In the spring of 1798, not only a new third of the legislature had to be chosen, but the places of the members expelled by the revolution of Fructidor had to be filled. 437 seats were open, out of 750. The elections took place between 9 and 18 April. The royalists had been disqualified, and the moderates were in disarray, while the radical Jacobins made a strong showing. Before the new deputies could take their seats, Barras and the other Directors, more moderate than the new Jacobins, organized a commission to review the elections, and disqualified many of the more extreme Jacobin candidates (Law of 22 Floréal Year VI), replacing them with moderates. They sent the list of candidates for Director to the Councils, excluding any radicals. François de Neufchåteau was chosen by a drawing of lots to leave the Directory and Barras proposed only moderate Jacobins to replace him: the choice fell on Jean-Baptiste Treilhard, a lawyer. These political maneuvers secured the power of the Directory, but widened further the gap between the moderate Directory and the radical Jacobin majority in the Councils.
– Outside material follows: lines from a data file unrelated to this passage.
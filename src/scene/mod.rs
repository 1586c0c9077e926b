//! Audio-reactive scenes.
//!
//! Every scene follows the same per-frame contract:
//! 1. shape normalized intensity into a beat (threshold + power curve)
//! 2. smooth it frame over frame ([`BeatEnvelope`])
//! 3. derive its GPU parameters from scene time and the smoothed beat only
//!
//! Without stats every beat term is 0 and scenes keep animating on time alone.
//! Scenes produce plain, `Pod` uniform data; `rendering` owns the GPU side.

mod aurora;
mod beat;
mod galaxy;
mod particles;
mod rain_glass;

use std::fmt;
use std::str::FromStr;

use tracing::{debug, warn};

use crate::audio::AudioStats;
use crate::error::VizError;
use crate::params::SceneConfig;

pub use aurora::{AuroraScene, AuroraUniforms};
pub use beat::BeatEnvelope;
pub use galaxy::{GalaxyScene, GalaxyUniforms};
pub use particles::{
    drift, hsl_to_rgb, Drift, ParticleField, ParticleInstance, ParticleScene, ParticleUniforms,
};
pub use rain_glass::{RainGlassScene, RainGlassUniforms};

/// Selected visual theme
#[derive(Debug, Clone, Copy, PartialEq, Eq, Hash, Default)]
pub enum Theme {
    Stars,
    Rain,
    Snow,
    #[default]
    Halo,
    RainGlass,
    Aurora,
}

impl Theme {
    pub const ALL: [Theme; 6] = [
        Theme::Stars,
        Theme::Rain,
        Theme::Snow,
        Theme::Halo,
        Theme::RainGlass,
        Theme::Aurora,
    ];

    pub fn label(&self) -> &'static str {
        match self {
            Theme::Stars => "stars",
            Theme::Rain => "rain",
            Theme::Snow => "snow",
            Theme::Halo => "halo",
            Theme::RainGlass => "rainGlass",
            Theme::Aurora => "aurora",
        }
    }

    /// Particle themes share the galaxy backdrop
    pub fn is_particle(&self) -> bool {
        matches!(self, Theme::Stars | Theme::Rain | Theme::Snow | Theme::Halo)
    }

    fn mount(&self) -> Mount {
        match self {
            Theme::RainGlass => Mount::RainGlass,
            Theme::Aurora => Mount::Aurora,
            _ => Mount::Particles,
        }
    }

    /// Parse a theme name, falling back to the default on unknown input
    pub fn parse_or_default(name: &str) -> Self {
        name.parse().unwrap_or_else(|_| {
            warn!("Unknown theme '{}', using {}", name, Theme::default());
            Theme::default()
        })
    }
}

impl fmt::Display for Theme {
    fn fmt(&self, f: &mut fmt::Formatter<'_>) -> fmt::Result {
        f.write_str(self.label())
    }
}

impl FromStr for Theme {
    type Err = VizError;

    fn from_str(s: &str) -> Result<Self, Self::Err> {
        match s.to_lowercase().as_str() {
            "stars" => Ok(Theme::Stars),
            "rain" => Ok(Theme::Rain),
            "snow" => Ok(Theme::Snow),
            "halo" => Ok(Theme::Halo),
            "rainglass" | "rain-glass" | "rain_glass" => Ok(Theme::RainGlass),
            "aurora" => Ok(Theme::Aurora),
            _ => Err(VizError::Config(format!("unknown theme '{s}'"))),
        }
    }
}

/// Which scene subtree a theme mounts
#[derive(Debug, Clone, Copy, PartialEq, Eq)]
enum Mount {
    Particles,
    RainGlass,
    Aurora,
}

/// Track mood; only the particle tint reads it
#[derive(Debug, Clone, Copy, PartialEq, Eq, Hash, Default)]
pub enum Mood {
    Melancholy,
    Happy,
    Dynamic,
    #[default]
    Neutral,
}

impl Mood {
    pub const ALL: [Mood; 4] = [Mood::Melancholy, Mood::Happy, Mood::Dynamic, Mood::Neutral];

    /// Base tint hue (fraction of the colour wheel)
    pub fn base_hue(&self) -> f32 {
        match self {
            Mood::Melancholy => 0.60,
            Mood::Happy => 0.13,
            Mood::Dynamic => 0.92,
            Mood::Neutral => 0.74,
        }
    }

    /// Unknown labels map to `Neutral`
    pub fn from_label(label: &str) -> Self {
        match label.to_lowercase().as_str() {
            "melancholy" => Mood::Melancholy,
            "happy" => Mood::Happy,
            "dynamic" => Mood::Dynamic,
            _ => Mood::Neutral,
        }
    }

    pub fn next(&self) -> Self {
        match self {
            Mood::Melancholy => Mood::Happy,
            Mood::Happy => Mood::Dynamic,
            Mood::Dynamic => Mood::Neutral,
            Mood::Neutral => Mood::Melancholy,
        }
    }
}

impl fmt::Display for Mood {
    fn fmt(&self, f: &mut fmt::Formatter<'_>) -> fmt::Result {
        let label = match self {
            Mood::Melancholy => "Melancholy",
            Mood::Happy => "Happy",
            Mood::Dynamic => "Dynamic",
            Mood::Neutral => "Neutral",
        };
        f.write_str(label)
    }
}

/// Framebuffer size in physical pixels
#[derive(Debug, Clone, Copy, PartialEq, Eq, Default)]
pub struct Viewport {
    pub width: u32,
    pub height: u32,
}

impl Viewport {
    pub fn new(width: u32, height: u32) -> Self {
        Self { width, height }
    }

    pub fn is_empty(&self) -> bool {
        self.width == 0 || self.height == 0
    }

    pub fn resolution(&self) -> [f32; 2] {
        [self.width as f32, self.height as f32]
    }

    pub fn aspect(&self) -> f32 {
        self.width as f32 / self.height.max(1) as f32
    }
}

/// Everything one scene update may read
#[derive(Debug, Clone, Copy)]
pub struct FrameInput<'a> {
    /// Seconds since the active scene was mounted
    pub time_s: f32,
    pub stats: Option<&'a AudioStats>,
    pub theme: Theme,
    pub mood: Mood,
    pub viewport: Viewport,
}

/// One drawable layer of a frame
#[derive(Debug, Clone, Copy, PartialEq)]
pub enum Layer {
    Galaxy(GalaxyUniforms),
    Particles(ParticleUniforms),
    RainGlass(RainGlassUniforms),
    Aurora(AuroraUniforms),
}

/// Back-to-front layers for one frame
#[derive(Debug, Clone, Default, PartialEq)]
pub struct FramePlan {
    pub theme: Theme,
    pub layers: Vec<Layer>,
}

impl FramePlan {
    /// No layer could be produced (zero-area viewport)
    pub fn is_skipped(&self) -> bool {
        self.layers.is_empty()
    }
}

/// Shared per-frame contract of every scene
pub trait Scene {
    /// Advance one frame; `None` means the frame is skipped
    fn update(&mut self, input: &FrameInput<'_>) -> Option<Layer>;

    /// Forget smoothing state (on mount)
    fn reset(&mut self);
}

/// Owns the active theme and all scene state
pub struct SceneDirector {
    theme: Theme,
    mood: Mood,
    galaxy: GalaxyScene,
    particles: ParticleScene,
    rain_glass: RainGlassScene,
    aurora: AuroraScene,
    /// Wall time at which the active mount started
    mount_epoch: Option<f32>,
}

impl SceneDirector {
    pub fn new(config: &SceneConfig, theme: Theme, mood: Mood) -> Self {
        Self {
            theme,
            mood,
            galaxy: GalaxyScene::new(config.galaxy.clone()),
            particles: ParticleScene::new(config.particles.clone()),
            rain_glass: RainGlassScene::new(config.rain_glass.clone()),
            aurora: AuroraScene::new(config.aurora.clone()),
            mount_epoch: None,
        }
    }

    pub fn theme(&self) -> Theme {
        self.theme
    }

    pub fn mood(&self) -> Mood {
        self.mood
    }

    /// Point sprites of the particle field (static for the director's lifetime)
    pub fn particle_instances(&self) -> &[ParticleInstance] {
        self.particles.instances()
    }

    /// Swap the active scene; switching within the particle themes keeps its state
    pub fn set_theme(&mut self, theme: Theme) {
        if theme == self.theme {
            return;
        }
        let previous = self.theme;
        self.theme = theme;

        if previous.mount() != theme.mount() {
            debug!(from = %previous, to = %theme, "mounting scene");
            self.mount_epoch = None;
            match theme.mount() {
                Mount::Particles => {
                    self.galaxy.reset();
                    self.particles.reset();
                }
                Mount::RainGlass => self.rain_glass.reset(),
                Mount::Aurora => self.aurora.reset(),
            }
        }
    }

    pub fn set_mood(&mut self, mood: Mood) {
        self.mood = mood;
    }

    /// Advance the active scene(s) and collect this frame's layers
    pub fn plan(&mut self, time_s: f32, stats: Option<&AudioStats>, viewport: Viewport) -> FramePlan {
        let epoch = *self.mount_epoch.get_or_insert(time_s);
        let input = FrameInput {
            time_s: (time_s - epoch).max(0.0),
            stats,
            theme: self.theme,
            mood: self.mood,
            viewport,
        };

        let layers = match self.theme.mount() {
            Mount::Particles => [self.galaxy.update(&input), self.particles.update(&input)]
                .into_iter()
                .flatten()
                .collect(),
            Mount::RainGlass => self.rain_glass.update(&input).into_iter().collect(),
            Mount::Aurora => self.aurora.update(&input).into_iter().collect(),
        };

        FramePlan {
            theme: self.theme,
            layers,
        }
    }
}

#[cfg(test)]
mod tests {
    use super::*;

    #[test]
    fn theme_parsing() {
        assert_eq!("aurora".parse::<Theme>().unwrap(), Theme::Aurora);
        assert_eq!("rainGlass".parse::<Theme>().unwrap(), Theme::RainGlass);
        assert_eq!("RAIN-GLASS".parse::<Theme>().unwrap(), Theme::RainGlass);
        assert!("lava".parse::<Theme>().is_err());
        assert_eq!(Theme::parse_or_default("lava"), Theme::Halo);
    }

    #[test]
    fn theme_labels_round_trip() {
        for theme in Theme::ALL {
            assert_eq!(theme.label().parse::<Theme>().unwrap(), theme);
        }
    }

    #[test]
    fn mood_hues() {
        assert_eq!(Mood::from_label("Happy").base_hue(), 0.13);
        assert_eq!(Mood::from_label("melancholy").base_hue(), 0.60);
        assert_eq!(Mood::from_label("Dynamic").base_hue(), 0.92);
        assert_eq!(Mood::from_label("Chill"), Mood::Neutral);
        assert_eq!(Mood::Neutral.base_hue(), 0.74);
    }

    #[test]
    fn mood_cycle_visits_all() {
        let mut mood = Mood::Melancholy;
        for _ in 0..Mood::ALL.len() {
            mood = mood.next();
        }
        assert_eq!(mood, Mood::Melancholy);
    }

    #[test]
    fn particle_themes_layer_galaxy_first() {
        let mut director = SceneDirector::new(&SceneConfig::default(), Theme::Halo, Mood::Neutral);
        let plan = director.plan(0.0, None, Viewport::new(640, 480));
        assert_eq!(plan.layers.len(), 2);
        assert!(matches!(plan.layers[0], Layer::Galaxy(_)));
        assert!(matches!(plan.layers[1], Layer::Particles(_)));
    }

    #[test]
    fn shader_themes_have_one_layer() {
        let mut director = SceneDirector::new(&SceneConfig::default(), Theme::Aurora, Mood::Neutral);
        let plan = director.plan(0.0, None, Viewport::new(640, 480));
        assert_eq!(plan.layers.len(), 1);
        assert!(matches!(plan.layers[0], Layer::Aurora(_)));

        director.set_theme(Theme::RainGlass);
        let plan = director.plan(0.1, None, Viewport::new(640, 480));
        assert!(matches!(plan.layers[..], [Layer::RainGlass(_)]));
    }

    #[test]
    fn zero_viewport_skips_frame() {
        let mut director = SceneDirector::new(&SceneConfig::default(), Theme::Stars, Mood::Happy);
        let plan = director.plan(1.0, None, Viewport::new(0, 480));
        assert!(plan.is_skipped());
    }

    #[test]
    fn scene_time_restarts_on_mount() {
        let mut director = SceneDirector::new(&SceneConfig::default(), Theme::Halo, Mood::Neutral);
        director.plan(10.0, None, Viewport::new(640, 480));
        director.set_theme(Theme::Aurora);

        let plan = director.plan(12.0, None, Viewport::new(640, 480));
        let Layer::Aurora(uniforms) = plan.layers[0] else {
            panic!("expected aurora layer");
        };
        assert_eq!(uniforms.time, 0.0);
    }
}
=== War and diplomacy (1798) ===
On 17 October 1797, General Bonaparte and the Austrians signed the Treaty of Campoformio. It was a triumph for France. France received the left bank of the Rhine as far south as Andernach, Belgium, and the Ionian Islands that had belonged to the Republic of Venice. Austria in compensation was given the Veneto and the former Venetian Dalmatia. In late November and December, Napoleon took part in negotiations with the Holy Roman Empire and Austria, at the Second Congress of Rastatt, to redraw the borders of Germany. He was then summoned back to Paris to take charge of an even more ambitious project, the invasion of Britain, which had been proposed by Director Carnot and General Hoche. But an eight-day inspection of the ports where the invasion fleet was being prepared convinced Bonaparte that the invasion had little chance of success: the ships were in poor condition, the crews poorly trained, and funds and logistics were lacking. He privately told his associate Marmont his view of the Directory: "Nothing can be done with these people. They don't understand anything of greatness. We need to go back to our projects for the East. It is only there that great results can be achieved." The invasion of England was cancelled, and a less ambitious plan to support an Irish uprising was proposed instead (see below).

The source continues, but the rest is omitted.